Start of Block

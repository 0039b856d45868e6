//! Blessed land: a per-user passive-income row
//! with a purchase tier, an upgrade level, and a tick-since-last-collect
//! accrual — the same idiom the activity scheduler uses for lazy
//! settlement, applied to a standing resource instead of a one-shot timer.

use serde::{Deserialize, Serialize};

use crate::error::DispatchError;

const BASE_TIER_PRICE: u64 = 500;
const BASE_YIELD_PER_HOUR: u64 = 20;

#[derive(Debug, Clone, Serialize, Deserialize)]
pub struct BlessedLand {
    pub tier: u32,
    pub level: u32,
    pub last_collect: i64,
}

impl BlessedLand {
    pub fn purchase(now: i64) -> Self {
        BlessedLand {
            tier: 1,
            level: 1,
            last_collect: now,
        }
    }

    pub fn purchase_price(tier: u32) -> u64 {
        BASE_TIER_PRICE * tier as u64
    }

    pub fn upgrade_price(&self) -> u64 {
        BASE_TIER_PRICE * (self.level as u64 + 1) / 2
    }

    pub fn upgrade(&mut self) {
        self.level += 1;
    }

    pub fn advance_tier(&mut self) {
        self.tier += 1;
    }

    /// Yield accrued since `last_collect`, per hour, scaled by tier and
    /// level. Does not mutate; caller applies the gold and resets the
    /// timestamp via `collect`.
    pub fn accrued_yield(&self, now: i64) -> u64 {
        let hours = ((now - self.last_collect).max(0) as f64) / 3600.0;
        (hours * BASE_YIELD_PER_HOUR as f64 * self.tier as f64 * (1.0 + 0.1 * self.level as f64)).floor() as u64
    }

    pub fn collect(&mut self, now: i64) -> u64 {
        let amount = self.accrued_yield(now);
        self.last_collect = now;
        amount
    }
}

pub fn advance_blessed_land(land: &mut BlessedLand, kind: &str) -> Result<(), DispatchError> {
    match kind {
        "tier" => {
            land.advance_tier();
            Ok(())
        }
        other => Err(DispatchError::NotFound {
            kind: "blessed_land_advance".to_string(),
            name: other.to_string(),
        }),
    }
}

#[cfg(test)]
mod tests {
    use super::*;

    #[test]
    fn yield_accrues_with_elapsed_hours() {
        let land = BlessedLand::purchase(0);
        assert_eq!(land.accrued_yield(3600), BASE_YIELD_PER_HOUR + BASE_YIELD_PER_HOUR / 10);
    }

    #[test]
    fn collect_resets_the_clock() {
        let mut land = BlessedLand::purchase(0);
        let collected = land.collect(3600);
        assert!(collected > 0);
        assert_eq!(land.accrued_yield(3600), 0);
    }
}
//! The shared world boss resource: at most one active at a
//! time, contested by concurrent challengers via compare-and-swap on hp.

use std::collections::HashMap;
use std::sync::Mutex;

use serde::{Deserialize, Serialize};

#[derive(Debug, Clone, Copy, PartialEq, Eq, Serialize, Deserialize)]
#[serde(rename_all = "snake_case")]
pub enum BossStatus {
    Alive,
    Defeated,
}

#[derive(Debug, Clone, Serialize, Deserialize)]
pub struct WorldBoss {
    pub id: String,
    pub name: String,
    pub realm_tag: String,
    pub hp: i64,
    pub max_hp: i64,
    pub atk: i64,
    pub defense_percent: u8,
    pub stone_reward: u64,
    pub spawned_at: i64,
    pub status: BossStatus,
}

impl WorldBoss {
    pub fn new(id: impl Into<String>, name: impl Into<String>, realm_tag: impl Into<String>, max_hp: i64, atk: i64, defense_percent: u8, stone_reward: u64, spawned_at: i64) -> Self {
        WorldBoss {
            id: id.into(),
            name: name.into(),
            realm_tag: realm_tag.into(),
            hp: max_hp,
            max_hp,
            atk,
            defense_percent: defense_percent.min(100),
            stone_reward,
            spawned_at,
            status: BossStatus::Alive,
        }
    }
}

/// The outcome of one challenger's contest against the current boss.
#[derive(Debug, Clone, PartialEq)]
pub enum BossChallengeOutcome {
    /// This challenger's hit was the one that flipped `alive -> defeated`.
    KillingBlow { stone_reward: u64 },
    /// The boss survived this hit.
    DamageDealt { remaining_hp: i64 },
    /// The boss was already defeated by someone else before this
    /// challenger's transaction committed; consolation reward proportional
    /// to damage dealt, capped at 30% of the full reward.
    Consolation { stone_reward: u64 },
    NoBossActive,
}

/// Guards the single active `WorldBoss` and the per-user damage tally
/// (`world_boss_participants`). A plain `std::sync::Mutex` serializes
/// concurrent challengers without pulling in an async runtime the rest of
/// the crate doesn't use.
#[derive(Debug, Default)]
pub struct WorldBossArena {
    boss: Mutex<Option<WorldBoss>>,
    participants: Mutex<HashMap<String, i64>>,
}

const CONSOLATION_RATIO: f64 = 0.3;

impl WorldBossArena {
    pub fn new() -> Self {
        Self::default()
    }

    pub fn spawn(&self, boss: WorldBoss) {
        *self.boss.lock().unwrap() = Some(boss);
        self.participants.lock().unwrap().clear();
    }

    pub fn snapshot(&self) -> Option<WorldBoss> {
        self.boss.lock().unwrap().clone()
    }

    pub fn damage_dealt_by(&self, user_id: &str) -> i64 {
        self.participants.lock().unwrap().get(user_id).copied().unwrap_or(0)
    }

    /// Resolve one challenger's contest: reads the current boss hp inside
    /// the lock, resolves the compare-and-swap, and applies the killing-blow
    /// vs. consolation reward rule.
    pub fn resolve_challenge(&self, user_id: &str, damage_dealt: i64) -> BossChallengeOutcome {
        let mut guard = self.boss.lock().unwrap();
        let Some(boss) = guard.as_mut() else {
            return BossChallengeOutcome::NoBossActive;
        };

        *self.participants.lock().unwrap().entry(user_id.to_string()).or_insert(0) += damage_dealt;

        if boss.status == BossStatus::Defeated {
            let consolation = (boss.stone_reward as f64 * (damage_dealt as f64 / boss.max_hp as f64) * CONSOLATION_RATIO)
                .min(boss.stone_reward as f64 * CONSOLATION_RATIO)
                .max(0.0) as u64;
            return BossChallengeOutcome::Consolation { stone_reward: consolation };
        }

        boss.hp = (boss.hp - damage_dealt).max(0);
        if boss.hp == 0 {
            boss.status = BossStatus::Defeated;
            BossChallengeOutcome::KillingBlow {
                stone_reward: boss.stone_reward,
            }
        } else {
            BossChallengeOutcome::DamageDealt { remaining_hp: boss.hp }
        }
    }
}

#[cfg(test)]
mod tests {
    use super::*;

    #[test]
    fn first_to_zero_hp_gets_the_killing_blow() {
        let arena = WorldBossArena::new();
        arena.spawn(WorldBoss::new("b1", "Ashen Tyrant", "golden_core", 100, 50, 20, 1000, 0));

        let first = arena.resolve_challenge("alice", 100);
        assert_eq!(first, BossChallengeOutcome::KillingBlow { stone_reward: 1000 });

        let second = arena.resolve_challenge("bob", 100);
        assert_eq!(second, BossChallengeOutcome::Consolation { stone_reward: 300 });
    }

    #[test]
    fn partial_damage_does_not_defeat_the_boss() {
        let arena = WorldBossArena::new();
        arena.spawn(WorldBoss::new("b1", "Ashen Tyrant", "golden_core", 100, 50, 20, 1000, 0));
        let outcome = arena.resolve_challenge("alice", 40);
        assert_eq!(outcome, BossChallengeOutcome::DamageDealt { remaining_hp: 60 });
    }

    #[test]
    fn no_boss_active_is_reported() {
        let arena = WorldBossArena::new();
        assert_eq!(arena.resolve_challenge("alice", 10), BossChallengeOutcome::NoBossActive);
    }
}
//! demos - a minimal text-adapter loop driving cultivation_core's command
//! dispatcher end to end, standing in for the chat-platform adapter the
//! simulation core treats as an external collaborator.
//!
//! Run it and type commands exactly as the command surface names them,
//! e.g. `enter_cultivation spirit`, `start_cultivation`, `info`.

use std::io::{self, BufRead, Write};
use std::time::{SystemTime, UNIX_EPOCH};

use cultivation_core::prelude::*;
use rand::SeedableRng;
use rand_chacha::ChaCha8Rng;

fn now_unix() -> i64 {
    SystemTime::now()
        .duration_since(UNIX_EPOCH)
        .map(|d| d.as_secs() as i64)
        .unwrap_or(0)
}

fn main() -> io::Result<()> {
    let mut dispatcher = Dispatcher::with_defaults();
    let mut rng = ChaCha8Rng::seed_from_u64(now_unix() as u64);

    let user_id = "demo_player";
    let display_name = "Demo Player";

    println!("== cultivation simulation demo ==");
    println!("type a command, or `help` for a few examples, `quit` to exit.\n");

    let stdin = io::stdin();
    loop {
        print!("> ");
        io::stdout().flush()?;

        let mut line = String::new();
        if stdin.lock().read_line(&mut line)? == 0 {
            break;
        }
        let line = line.trim();
        if line.is_empty() {
            continue;
        }
        if line == "quit" || line == "exit" {
            break;
        }
        if line == "help" {
            print_help();
            continue;
        }

        let mut tokens = line.split_whitespace();
        let Some(command) = tokens.next() else { continue };
        let args: Vec<&str> = tokens.collect();
        let now = now_unix();

        match dispatcher.dispatch(user_id, display_name, command, &args, now, &mut rng) {
            Ok(response) => println!("{response}"),
            Err(err) => println!("error: {err}"),
        }
    }

    println!("farewell, cultivator.");
    Ok(())
}

fn print_help() {
    println!(
        "try, in order:\n\
         \x20 enter_cultivation spirit\n\
         \x20 info\n\
         \x20 start_cultivation\n\
         \x20 end_cultivation\n\
         \x20 combat_stats\n\
         \x20 skill_list\n\
         \x20 learn_skill flowing_blade\n\
         \x20 equip_skill flowing_blade\n\
         \x20 breakthrough_info\n\
         \x20 storage_ring"
    );
}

End of Block

§ **Exercise requirements**: Restate word for word the entries above, starting at the line with "the current boss." and ending at the line with "survived this hit.", inclusive, and no others.

§ **Exercise answer**:
/// The outcome of one challenger's contest against the current boss.
#[derive(Debug, Clone, PartialEq)]
pub enum BossChallengeOutcome {
    /// This challenger's hit was the one that flipped `alive -> defeated`.
    KillingBlow { stone_reward: u64 },
    /// The boss survived this hit.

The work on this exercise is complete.